Toronto passes ‘sobering milestone,’ hits 100,000 confirmed COVID-19 cases

One day before the anniversary of the World Health Organization declaring COVID-19 a pandemic, Toronto’s top doctor Eileen de Villa says the city has passed a “sobering milestone.”

There have now been more than 100,000 confirmed cases of COVID-19 in the city, and nearly 2,700 dead.

“The last year has been one of extraordinary challenge,” de Villa said during a COVID-19 update, encouraging people to “stay at home whenever possible.”

The afternoon press conference follows this morning’s news that Ontario will be giving the city $94.5 million in an attempt to help address outbreaks in homeless shelters.

Of the 20,000 people who used Toronto’s homeless shelter system last year, 711 contracted the disease — and six died with the virus.

One recent outbreak linked to the COVID-19 variant has ripped through the Maxwell Meighen Centre in downtown Toronto, infecting dozens of people.

The $94.5 million is part of $255 million the province is earmarking for municipalities and Indigenous communities specifically to address outbreaks in homeless shelters, as provincial case counts continue to climb.

On Wednesday morning, Ontario reported another 1,316 cases of COVID1-19 and 16 more deaths of people with the illness. The new cases include 428 in Toronto, 244 in Peel Region and 149 in York Region.

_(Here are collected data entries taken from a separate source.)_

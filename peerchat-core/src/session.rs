//! Chat sessions: append-only message history per (local user, contact) pair.

use crate::identity::{ContactId, UserIdentity};
use crate::protocol::{Message, Timestamp};

/// Session registry key.
#[derive(Debug, Clone, Eq, PartialEq, Hash)]
pub struct SessionKey {
    pub local: ContactId,
    pub contact: ContactId,
}

impl SessionKey {
    pub fn new(local: &ContactId, contact: &ContactId) -> Self {
        Self {
            local: local.clone(),
            contact: contact.clone(),
        }
    }
}

/// One history line. Immutable once appended.
#[derive(Debug, Clone, PartialEq, Eq)]
pub struct MessageEntry {
    pub sender: UserIdentity,
    pub message: Message,
    pub timestamp: Timestamp,
}

impl MessageEntry {
    pub fn new(sender: UserIdentity, message: Message) -> Self {
        let timestamp = message.timestamp;
        Self {
            sender,
            message,
            timestamp,
        }
    }
}

/// Ordered history with one contact. Outlives every connection to that contact.
#[derive(Debug, Clone)]
pub struct ChatSession {
    contact_id: ContactId,
    history: Vec<MessageEntry>,
}

impl ChatSession {
    pub fn new(contact_id: ContactId) -> Self {
        Self {
            contact_id,
            history: Vec::new(),
        }
    }

    pub fn contact_id(&self) -> &ContactId {
        &self.contact_id
    }

    pub fn append(&mut self, entry: MessageEntry) {
        self.history.push(entry);
    }

    pub fn history(&self) -> &[MessageEntry] {
        &self.history
    }

    pub fn last(&self) -> Option<&MessageEntry> {
        self.history.last()
    }

    pub fn len(&self) -> usize {
        self.history.len()
    }

    pub fn is_empty(&self) -> bool {
        self.history.is_empty()
    }
}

WATCH | Chair of Toronto’s Board of Health reacts to update in vaccination framework:

Joe Cressy, chair of Toronto’s Board of Health, says the update to the province’s vaccination framework to include people experiencing homelessness is “necessary and important” in stopping overall spread of the virus in the city. On Sunday, the city said it plans to begin administering vaccines to people experiencing homelessness in Toronto’s shelter system this week. 1:14

The provincial government says communities can use the new funding to acquire motel and hotel spaces to support physical distancing, hire more shelter staff, and buy more personal protective equipment.

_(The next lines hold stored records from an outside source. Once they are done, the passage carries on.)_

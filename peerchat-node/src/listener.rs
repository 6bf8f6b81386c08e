//! Inbound listener: binds the local listen port and turns accepted sockets into peer links.

use std::net::SocketAddr;

use tokio::net::TcpListener;

use crate::link::PeerLink;

pub const MIN_PORT: u16 = 1024;
pub const MAX_PORT: u16 = 65535;

#[derive(Debug, thiserror::Error)]
pub enum ListenerError {
    #[error("port {0} out of range ({MIN_PORT}-{MAX_PORT})")]
    PortOutOfRange(u16),
    #[error("cannot listen on {addr}: {source}")]
    Bind {
        addr: String,
        source: std::io::Error,
    },
}

pub fn validate_port(port: u16) -> Result<(), ListenerError> {
    if (MIN_PORT..=MAX_PORT).contains(&port) {
        Ok(())
    } else {
        Err(ListenerError::PortOutOfRange(port))
    }
}

pub struct InboundListener {
    listener: TcpListener,
    local_addr: SocketAddr,
}

impl InboundListener {
    /// Bind `host:port`. Fails fast on a port outside the unprivileged range or one already in use.
    pub async fn bind(host: &str, port: u16) -> Result<Self, ListenerError> {
        validate_port(port)?;
        let addr = if host.contains(':') {
            format!("[{}]:{}", host, port)
        } else {
            format!("{}:{}", host, port)
        };
        let listener = TcpListener::bind(&addr)
            .await
            .map_err(|source| ListenerError::Bind {
                addr: addr.clone(),
                source,
            })?;
        let local_addr = listener
            .local_addr()
            .map_err(|source| ListenerError::Bind { addr, source })?;
        tracing::info!(addr = %local_addr, "listening");
        Ok(Self {
            listener,
            local_addr,
        })
    }

    pub fn local_addr(&self) -> SocketAddr {
        self.local_addr
    }

    /// Wait for the next inbound socket. Errors concern that socket only; the listener stays usable.
    pub async fn accept_link(&self) -> std::io::Result<PeerLink> {
        let (stream, remote) = self.listener.accept().await?;
        tracing::debug!(remote = %remote, "accepted");
        PeerLink::new(stream)
    }
}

The funds can also be used to purchase cleaning supplies and be added to rent and utility banks to keep people from becoming homeless.

Mayor John Tory welcomed the news, noting in a press release that the funds, in connection with funding announcements made last week, “will cover more than half of the City’s $649 million request for intergovernmental relief funding.”

Tory said the funds announced today will be used to expand the shelter system so that people can maintain physical distance and abide by other COVID-19 protocols, in addition to being used for outreach toward people experiencing homelessness.

To date, the city says it has helped nearly 1,330 people move from encampments into “safe spaces.”

Ontario Municipal Affairs Minister Steve Clark said in a statement that with the increase in shelter outbreaks, the province needed to take action.

“This investment will provide our municipal service managers with the financial ability to take any means necessary to stop the spread of COVID-19 in shelter spaces,” he said.

Clark said at the outset of the pandemic, the province asked all shelters to develop outbreak management plans and complete infection, prevention and control education.

The province has asked shelter managers to ensure those plans are updated now that variants of concern are on the rise in Ontario, he said.

In late February, Ontario added homeless people to the list of those who qualify for the COVID-19 vaccine under Phase 1 of its plan.

Shelter-system residents were to start receiving their initial vaccine doses last week, the city said at the time.

Ontario’s Ministry of Health had previously stated that homeless residents would not be eligible for a vaccine until the inoculation drive entered its second phase.